Conosciamo e immaginiamo le necessità e le difficoltà d'una Città come Roma.
Ecco: siamo qui per dirvi la Nostra ammirazione per lo sviluppo enorme e rapidissimo avuto dalla Città in questi anni dopo la guerra;
siamo venuti per sostenere la vostra dedizione in ordine alla soluzione dei pesanti e difficili problemi urbani d'ogni genere;
siamo venuti per confortare con la Nostra esortazione il vostro interessamento preferenziale per i cittadini più bisognosi di abitazione, di lavoro, di scuola, di formazione civica, di assistenza morale e sanitaria.
Vorremmo con la Nostra parola corroborare le virtù proprie di chi amministra la cosa pubblica d'una comunità cittadina, qual è Roma: la saggezza, il senso di responsabilità, il disinteresse, la concordia, la tenacia, l'amore.
Vorremmo in cotesto amore infondere altro amore, quello che deriva dal Vangelo, e si chiama carità; e non è solo legge, ma virtù; e virtù non solo morale, ma spirituale.
Roma merita tanta passione; merita dal Signore il dono di grazia, che renda esemplare ed efficace il suo servizio, altamente civile e modernamente cristiano il suo volto.
A quest'ultimo proposito il Nostro ringraziamento ed il Nostro incoraggiamento s'intrecciano e si fondono per dirvi la riconoscenza e la compiacenza, con cui accogliamo l'assegnazione del terreno necessario per gli edifici e le opere parrocchiali del costruendo quartiere di Spinaceto: né dono migliore, né cortesia più cara poteva assicurare alla Nostra memoria la data odierna; ne traiamo auspicio d'essere gentilmente compresi per analoghi bisogni degli altri nuovi rioni della Città, e ne facciamo argomento d'impetrazione al Signore perché l'abbia sempre a proteggere, come maestra di cristiana civiltà nel mondo, degna e consapevole sede delle tombe dei Martiri e del centro della Chiesa cattolica.

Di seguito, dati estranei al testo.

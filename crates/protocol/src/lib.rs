use anyhow::Result;
use serde::{Deserialize, Serialize};
use serde_json::Value;

pub const RESPONSE_SCHEMA_VERSION: u32 = 1;

#[derive(Debug, Serialize, Deserialize, Clone, Copy, PartialEq, Eq)]
#[serde(rename_all = "snake_case")]
pub enum CommandStatus {
    Ok,
    Error,
}

#[derive(Debug, Serialize, Deserialize, Clone, Copy, PartialEq, Eq)]
#[serde(rename_all = "snake_case")]
pub enum HintKind {
    Info,
    Action,
    Warn,
}

#[derive(Debug, Serialize, Deserialize, Clone, PartialEq, Eq)]
pub struct Hint {
    #[serde(rename = "type")]
    pub kind: HintKind,
    pub text: String,
}

impl Hint {
    pub fn new(kind: HintKind, text: impl Into<String>) -> Self {
        Self {
            kind,
            text: text.into(),
        }
    }
}

#[derive(Debug, Serialize, Deserialize, Clone, PartialEq, Eq)]
pub struct ErrorEnvelope {
    pub code: String,
    pub message: String,
    pub hint: Option<String>,
}

#[derive(Debug, Serialize, Deserialize, Clone, Default, PartialEq, Eq)]
pub struct ResponseMeta {
    #[serde(skip_serializing_if = "Option::is_none")]
    pub config_path: Option<String>,
    #[serde(skip_serializing_if = "Option::is_none")]
    pub table_path: Option<String>,
    #[serde(skip_serializing_if = "Option::is_none")]
    pub total_records: Option<usize>,
    #[serde(skip_serializing_if = "Option::is_none")]
    pub returned: Option<usize>,
    #[serde(skip_serializing_if = "Option::is_none")]
    pub duration_ms: Option<u64>,
}

#[derive(Debug, Serialize, Deserialize, Clone, PartialEq)]
pub struct CommandResponse {
    pub schema_version: u32,
    pub status: CommandStatus,
    #[serde(skip_serializing_if = "Option::is_none")]
    pub error: Option<ErrorEnvelope>,
    #[serde(default, skip_serializing_if = "Vec::is_empty")]
    pub hints: Vec<Hint>,
    #[serde(default)]
    pub data: Value,
    #[serde(default)]
    pub meta: ResponseMeta,
}

impl CommandResponse {
    pub fn ok(data: Value) -> Self {
        Self {
            schema_version: RESPONSE_SCHEMA_VERSION,
            status: CommandStatus::Ok,
            error: None,
            hints: Vec::new(),
            data,
            meta: ResponseMeta::default(),
        }
    }

    pub fn error(error: ErrorEnvelope) -> Self {
        let hints = error
            .hint
            .iter()
            .map(|text| Hint::new(HintKind::Action, text.clone()))
            .collect();
        Self {
            schema_version: RESPONSE_SCHEMA_VERSION,
            status: CommandStatus::Error,
            error: Some(error),
            hints,
            data: Value::Null,
            meta: ResponseMeta::default(),
        }
    }

    #[must_use]
    pub fn with_meta(mut self, meta: ResponseMeta) -> Self {
        self.meta = meta;
        self
    }

    #[must_use]
    pub fn with_hint(mut self, hint: Hint) -> Self {
        self.hints.push(hint);
        self
    }

    pub fn is_error(&self) -> bool {
        matches!(self.status, CommandStatus::Error)
    }
}

pub fn serialize_json<T: Serialize>(value: &T) -> Result<String> {
    serde_json::to_string(value).map_err(Into::into)
}

pub fn serialize_json_pretty<T: Serialize>(value: &T) -> Result<String> {
    serde_json::to_string_pretty(value).map_err(Into::into)
}
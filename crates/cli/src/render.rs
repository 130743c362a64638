use std::fmt::Write;

use chrono::NaiveDate;
use directory_engine::{DirectoryEntry, EngineConfig, Freshness};
use serde::Serialize;

const NO_PARKING_INFO: &str = "정보 없음";
const NO_NOTES: &str = "내용 없음";
const NO_RESULTS: &str = "검색 결과가 없습니다.";

/// Renderer-facing view of one entry
#[derive(Debug, Serialize)]
pub struct Card<'a> {
    #[serde(flatten)]
    pub entry: &'a DirectoryEntry<'a>,
    pub fingerprint: String,
    pub freshness: Freshness,
    pub map_search_url: Option<String>,
}

impl<'a> Card<'a> {
    pub fn new(entry: &'a DirectoryEntry<'a>, today: NaiveDate, config: &EngineConfig) -> Self {
        Self {
            entry,
            fingerprint: entry.record.fingerprint(),
            freshness: Freshness::classify(entry.record.last_visit, today, &config.freshness),
            map_search_url: entry.record.map_search_url(),
        }
    }
}

fn freshness_badge(freshness: Freshness, config: &EngineConfig) -> String {
    match freshness {
        Freshness::Stale => format!("🔴 {}일 이상 미방문", config.freshness.stale_days),
        Freshness::Aging => format!("🟡 {}일 이상 미방문", config.freshness.aging_days),
        Freshness::Recent => "🟢 최근 방문".to_string(),
        Freshness::Unknown => "⚪ 방문 기록 없음".to_string(),
    }
}

/// Plain-text card grid: `columns` cards per group, groups separated by a rule.
pub fn render_cards(
    title: &str,
    cards: &[Card<'_>],
    columns: usize,
    config: &EngineConfig,
) -> String {
    let mut out = String::new();
    let _ = writeln!(out, "{title}");
    let _ = writeln!(out, "{}", "=".repeat(title.chars().count().max(8) * 2));

    if cards.is_empty() {
        let _ = writeln!(out, "{NO_RESULTS}");
        return out;
    }

    for (group_idx, group) in cards.chunks(columns.max(1)).enumerate() {
        let first = group_idx * columns.max(1) + 1;
        let last = first + group.len() - 1;
        let _ = writeln!(out, "── {first}-{last} / {} ──", cards.len());
        for card in group {
            render_card(&mut out, card, config);
        }
    }
    out
}

fn render_card(out: &mut String, card: &Card<'_>, config: &EngineConfig) {
    let record = card.entry.record;
    let star = if card.entry.is_favorite { "★" } else { "☆" };
    let name = if record.name.is_empty() {
        "(이름 없음)"
    } else {
        record.name.as_str()
    };
    let _ = writeln!(
        out,
        "{star} {name}  [{}]  {}",
        card.entry.classification,
        freshness_badge(card.freshness, config)
    );

    if !record.tags.is_empty() {
        let tags: Vec<String> = record.tags.iter().map(|tag| format!("#{tag}")).collect();
        let _ = writeln!(out, "   {}", tags.join(" "));
    }

    match &card.map_search_url {
        Some(url) => {
            let _ = writeln!(out, "   📍 {}  <{url}>", record.address);
        }
        None => {
            let _ = writeln!(out, "   📍 -");
        }
    }

    for (k, dept) in record.departments.iter().enumerate() {
        let phone = dept
            .tel_href(&config.placeholder)
            .map_or_else(|| dept.phone.clone(), |href| format!("{} <{href}>", dept.phone));
        let _ = writeln!(out, "   {}. {}  {} / {phone}", k + 1, dept.label, dept.contact);
    }

    let _ = writeln!(
        out,
        "   🚗 주차 및 진입 정보: {}",
        record.parking.as_deref().unwrap_or(NO_PARKING_INFO)
    );
    let _ = writeln!(
        out,
        "   ⚠️ 거래처 성향/특이사항: {}",
        record.notes.as_deref().unwrap_or(NO_NOTES)
    );
    if let Some(url) = &record.image_url {
        let _ = writeln!(out, "   📷 {url}");
    }
    let _ = writeln!(out);
}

E due cose, prendendo commiato, Noi vi lasciamo ( oltre qualche altro Nostro modesto ricordo commemorativo e decorativo ): la bandiera medioevale di Roma, quella che Cola di Rienzo, il sognatore della "renovatio Urbis", agitò in tempi tristissimi della Città, recante l'immagine di San Giorgio cavaliere, quasi a risvegliare nei Romani la sopita coscienza delle loro antiche glorie e l'audace speranza di altre future; non rimangono di questo cimelio che alcuni lembi corrosi e curiosi; ma sapendo da voi desiderato questo storico trofeo di fede civica e religiosa, volentieri a voi lo rendiamo, in auspicio delle migliori, perenni fortune della vostra e Nostra Città.
E l'altra cosa è tutta spirituale: è la Nostra Benedizione Apostolica, mediante la quale, dopo aver invocato la protezione di Maria Santissima, "Salus Populi Romani", e dei Santi Apostoli Pietro e Paolo, non mitici Dioscuri tutelari dell'Urbe, con immensa affezione e con sicura fiducia imploriamo, su voi tutti e su tutto il Popolo di Roma, quella di Dio.